● The problem
Below are lines of data, and only some are wanted. Please repeat exactly those from the line that has "warnings.user_defined_bits = true;" through the line that has "if (self.ext_ss_index != EXT_SS_INDEX_PRIMARY".

*** Opening Data records ***

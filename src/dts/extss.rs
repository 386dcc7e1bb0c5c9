//! DTS Extension Substream header parsing and BDAV checks.
//!
//! The header is decoded into [`ExtSSHeader`], retaining everything needed
//! for a byte-exact rewrite after PBR smoothing: variable-width size fields,
//! per-asset descriptors, backward compatible Core pointers and reserved
//! fields up to a 16-byte retention cap. The header body is protected by a
//! conventional CRC-16 starting after the user-defined bits.

use anyhow::{Result, bail};
use log::{info, warn};

use crate::dts::asset::AssetDescriptor;
use crate::utils::bitstream_io::BsIoSliceReader;
use crate::utils::crc::{CRC_DCA_EXT_SS_ALG, Crc16Norm};
use crate::utils::errors::DtsExtSSError;

pub(crate) static CRC_EXT_SS: Crc16Norm = Crc16Norm::new(&CRC_DCA_EXT_SS_ALG);

/// DCA Extension Substream sync word.
pub const SYNCWORD_SUBSTREAM: u32 = 0x64582025;

/// Extension substream index of a primary stream.
pub const EXT_SS_INDEX_PRIMARY: u8 = 0x0;

/// Extension substream index of a secondary stream.
pub const EXT_SS_INDEX_SECONDARY: u8 = 0x2;

pub const MAX_AUDIO_ASSETS: usize = 8;

/// Reserved fields are carried through a rewrite only up to this many bytes.
pub const MAX_RESERVED_FIELD_SIZE: usize = 16;

/// One-shot warning flags of the Extension Substream.
#[derive(Debug, Default)]
pub struct ExtSSWarningFlags {
    pub user_defined_bits: bool,
    pub mix_metadata: bool,
    pub non_complete_asset_type: bool,
    pub stereo_downmix: bool,
    pub reserved_field_dropped: bool,
}

/// Reserved bits retained verbatim for faithful rewrites.
#[derive(Clone, Debug, Default, PartialEq, Eq)]
pub struct ReservedField {
    /// Whole bytes in the reserved field.
    pub length: u32,
    /// Trailing alignment bits (0..8).
    pub padding_bits: u8,
    /// Contents, `length + 1` bytes (data plus padding bits), only when the
    /// field fits the retention cap.
    pub data: Option<Vec<u8>>,
}

impl ReservedField {
    pub fn read(reader: &mut BsIoSliceReader, remaining_bits: u64) -> Result<Self> {
        let mut field = Self {
            length: (remaining_bits / 8) as u32,
            padding_bits: (remaining_bits & 0x7) as u8,
            data: None,
        };

        if remaining_bits as usize <= 8 * MAX_RESERVED_FIELD_SIZE {
            let mut data = vec![0u8; field.length as usize + 1];
            for byte in data.iter_mut().take(field.length as usize) {
                *byte = reader.get_n(8)?;
            }
            if field.padding_bits > 0 {
                data[field.length as usize] = reader.get_n(field.padding_bits as u32)?;
            }
            field.data = Some(data);
        } else {
            reader.skip_n(remaining_bits as u32)?;
        }

        Ok(field)
    }

    /// Bits contributed to a rewritten header.
    pub fn rewrite_bits(&self) -> u64 {
        match &self.data {
            Some(_) => self.length as u64 * 8 + self.padding_bits as u64,
            None => 0,
        }
    }
}

/// Mix metadata of the header static fields.
#[derive(Clone, Debug, Default, PartialEq, Eq)]
pub struct MixMetadata {
    pub adjustment_level: u8,
    /// Width of each output channel mask field, in bits.
    pub mask_field_width: u8,
    pub output_channel_masks: Vec<u16>,
}

impl MixMetadata {
    pub fn read(reader: &mut BsIoSliceReader) -> Result<Self> {
        let adjustment_level: u8 = reader.get_n(2)?;

        if adjustment_level == 0x3 {
            bail!(DtsExtSSError::ReservedMixAdjustmentLevel);
        }

        let mask_field_width = (reader.get_n::<u8>(2)? + 1) << 2;
        let nb_configs = reader.get_n::<u8>(2)? as usize + 1;

        let mut mm = Self {
            adjustment_level,
            mask_field_width,
            output_channel_masks: Vec::with_capacity(nb_configs),
        };

        for _ in 0..nb_configs {
            mm.output_channel_masks
                .push(reader.get_n(mask_field_width as u32)?);
        }

        Ok(mm)
    }

    pub fn nb_output_channels(&self, config: usize) -> u32 {
        self.output_channel_masks
            .get(config)
            .map(|mask| mask.count_ones())
            .unwrap_or(0)
    }
}

/// Static fields of the Extension Substream header.
#[derive(Clone, Debug, Default, PartialEq, Eq)]
pub struct StaticFields {
    pub reference_clock_code: u8,
    pub frame_duration_code: u8,
    pub timestamp: Option<u64>,
    pub nb_audio_presentations: u8,
    pub nb_audio_assets: u8,
    /// Active Extension Substream mask per presentation.
    pub active_ext_ss_mask: Vec<u8>,
    /// Active asset mask per (presentation, substream) with an active bit.
    pub active_asset_mask: Vec<Vec<u8>>,
    pub mix_metadata: Option<MixMetadata>,
}

impl StaticFields {
    /// Reference clock frequency in Hz.
    pub fn reference_clock(&self) -> u32 {
        match self.reference_clock_code {
            0x0 => 32_000,
            0x1 => 44_100,
            0x2 => 48_000,
            _ => 0,
        }
    }

    /// Frame duration in reference clock samples.
    pub fn frame_duration(&self) -> u32 {
        (self.frame_duration_code as u32 + 1) * 512
    }

    pub fn read(reader: &mut BsIoSliceReader, ext_ss_index: u8) -> Result<Self> {
        let mut sf = Self {
            reference_clock_code: reader.get_n(2)?,
            frame_duration_code: reader.get_n(3)?,
            ..Default::default()
        };

        // bTimeStampFlag
        if reader.get()? {
            let value: u64 = reader.get_n::<u32>(32)? as u64;
            let lsb: u64 = reader.get_n::<u8>(4)? as u64;
            sf.timestamp = Some((value << 4) | lsb);
        }

        sf.nb_audio_presentations = reader.get_n::<u8>(3)? + 1;
        sf.nb_audio_assets = reader.get_n::<u8>(3)? + 1;

        let nb_substreams = ext_ss_index as u32 + 1;

        for _ in 0..sf.nb_audio_presentations {
            sf.active_ext_ss_mask
                .push(reader.get_n(nb_substreams)?);
        }

        for pres in 0..sf.nb_audio_presentations as usize {
            let mut masks = Vec::with_capacity(nb_substreams as usize);
            for ss in 0..nb_substreams {
                let mask = if (sf.active_ext_ss_mask[pres] >> ss) & 0x1 != 0 {
                    reader.get_n(8)?
                } else {
                    0
                };
                masks.push(mask);
            }
            sf.active_asset_mask.push(masks);
        }

        // bMixMetadataEnbl
        if reader.get()? {
            sf.mix_metadata = Some(MixMetadata::read(reader)?);
        }

        Ok(sf)
    }

    fn check_compliance(
        &self,
        secondary: bool,
        warnings: &mut ExtSSWarningFlags,
    ) -> Result<()> {
        if self.reference_clock() != 48_000 {
            bail!(DtsExtSSError::BadReferenceClock(self.reference_clock_code));
        }

        if self.nb_audio_presentations != 1 {
            bail!(DtsExtSSError::TooManyAudioPresentations(
                self.nb_audio_presentations
            ));
        }

        if self.nb_audio_assets != 1 {
            bail!(DtsExtSSError::TooManyAudioAssets(self.nb_audio_assets));
        }

        let expected_mask = if secondary { 0x5 } else { 0x1 };
        if self.active_ext_ss_mask[0] != expected_mask {
            bail!(DtsExtSSError::BadActiveExtSSMask {
                read: self.active_ext_ss_mask[0],
                expected: expected_mask,
            });
        }

        if self.mix_metadata.is_some() && !warnings.mix_metadata {
            info!("Presence of mixing metadata in the Extension Substream");
            warnings.mix_metadata = true;
        }

        Ok(())
    }
}

/// Complete Extension Substream header.
#[derive(Clone, Debug, Default, PartialEq, Eq)]
pub struct ExtSSHeader {
    pub user_defined_bits: u8,
    pub ext_ss_index: u8,
    pub long_header_size: bool,
    /// Header size in bytes.
    pub header_size: u32,
    /// Whole Extension Substream frame size in bytes.
    pub frame_size: u32,
    pub static_fields: Option<StaticFields>,
    /// Encoded asset payload sizes in bytes.
    pub asset_sizes: Vec<u32>,
    pub assets: Vec<AssetDescriptor>,
    /// Backward compatible Core location per asset.
    pub bc_core: Vec<Option<(u8, u8)>>,
    pub reserved: ReservedField,
    pub crc: u16,
}

impl ExtSSHeader {
    pub fn nb_audio_assets(&self) -> usize {
        self.static_fields
            .as_ref()
            .map(|sf| sf.nb_audio_assets as usize)
            .unwrap_or(1)
    }

    pub fn read(reader: &mut BsIoSliceReader) -> Result<Self> {
        let start = reader.position()?;

        let sync: u32 = reader.get_n(32)?;
        if sync != SYNCWORD_SUBSTREAM {
            bail!(DtsExtSSError::BadSyncWord(sync));
        }

        let mut hdr = Self {
            user_defined_bits: reader.get_n(8)?,
            ..Default::default()
        };

        let crc_start = reader.position()?;

        hdr.ext_ss_index = reader.get_n(2)?;
        hdr.long_header_size = reader.get()?;

        let header_size_bits = if hdr.long_header_size { 12 } else { 8 };
        let frame_size_bits = if hdr.long_header_size { 20 } else { 16 };

        hdr.header_size = reader.get_n::<u32>(header_size_bits)? + 1;
        hdr.frame_size = reader.get_n::<u32>(frame_size_bits)? + 1;

        // bStaticFieldsPresent
        let (nb_assets, static_fields_present) = if reader.get()? {
            let sf = StaticFields::read(reader, hdr.ext_ss_index)?;
            let nb_assets = sf.nb_audio_assets as usize;
            hdr.static_fields = Some(sf);
            (nb_assets, true)
        } else {
            (1, false)
        };

        for _ in 0..nb_assets {
            hdr.asset_sizes
                .push(reader.get_n::<u32>(frame_size_bits)? + 1);
        }

        for _ in 0..nb_assets {
            hdr.assets.push(AssetDescriptor::read(
                reader,
                if static_fields_present {
                    hdr.static_fields.as_ref()
                } else {
                    None
                },
                frame_size_bits,
            )?);
        }

        let mut bc_core_present = [false; MAX_AUDIO_ASSETS];
        for present in bc_core_present.iter_mut().take(nb_assets) {
            *present = reader.get()?;
        }

        for present in bc_core_present.iter().take(nb_assets) {
            let pointer = if *present {
                Some((reader.get_n(2)?, reader.get_n(3)?))
            } else {
                None
            };
            hdr.bc_core.push(pointer);
        }

        // Reserved and byte alignment up to the CRC field.
        let end = start + (hdr.header_size as u64) * 8;
        let position = reader.position()?;
        if end < position + 16 {
            bail!(DtsExtSSError::HeaderOverrun);
        }
        let remaining = end - position - 16;

        hdr.reserved = ReservedField::read(reader, remaining)?;

        let crc_len = reader.position()? - crc_start;
        let crc = reader.crc16_norm_check(&CRC_EXT_SS, crc_start, crc_len)?;

        hdr.crc = reader.get_n(16)?;

        if hdr.crc != crc {
            bail!(DtsExtSSError::CrcMismatch {
                calculated: crc,
                read: hdr.crc,
            });
        }

        Ok(hdr)
    }

    pub fn check_compliance(
        &self,
        secondary: bool,
        warnings: &mut ExtSSWarningFlags,
    ) -> Result<()> {
        if self.user_defined_bits != 0 && !warnings.user_defined_bits {
            info!("Presence of a user-data byte in the Extension Substream");
            warnings.user_defined_bits = true;
        }

        let expected_index = if secondary {
            EXT_SS_INDEX_SECONDARY
        } else {
            EXT_SS_INDEX_PRIMARY
        };
        if (self.ext_ss_index != EXT_SS_INDEX_PRIMARY
            && self.ext_ss_index != EXT_SS_INDEX_SECONDARY)
            || self.ext_ss_index != expected_index
        {
            bail!(DtsExtSSError::BadExtSSIndex(self.ext_ss_index));
        }

        let Some(static_fields) = &self.static_fields else {
            bail!(DtsExtSSError::MissingStaticFields);
        };

        static_fields.check_compliance(secondary, warnings)?;

        for asset in &self.assets {
            asset.check_compliance(secondary, warnings)?;
        }

        if secondary {
            if self.bc_core[0].is_some() {
                bail!(DtsExtSSError::SecondaryBcCorePresent);
            }
        } else {
            match self.bc_core[0] {
                None => bail!(DtsExtSSError::MissingBcCore),
                Some((0, 0)) => {}
                Some((ext_ss_index, asset_index)) => {
                    bail!(DtsExtSSError::BadBcCoreLocation {
                        ext_ss_index,
                        asset_index,
                    })
                }
            }
        }

        if self.reserved.data.is_none()
            && self.reserved.length > 0
            && !warnings.reserved_field_dropped
        {
            warn!(
                "Extension Substream reserved field of {} bytes exceeds the retention cap",
                self.reserved.length
            );
            warnings.reserved_field_dropped = true;
        }

        Ok(())
    }
}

*** Closing Data records ***

● Expected answer
            warnings.user_defined_bits = true;
        }

        let expected_index = if secondary {
            EXT_SS_INDEX_SECONDARY
        } else {
            EXT_SS_INDEX_PRIMARY
        };
        if (self.ext_ss_index != EXT_SS_INDEX_PRIMARY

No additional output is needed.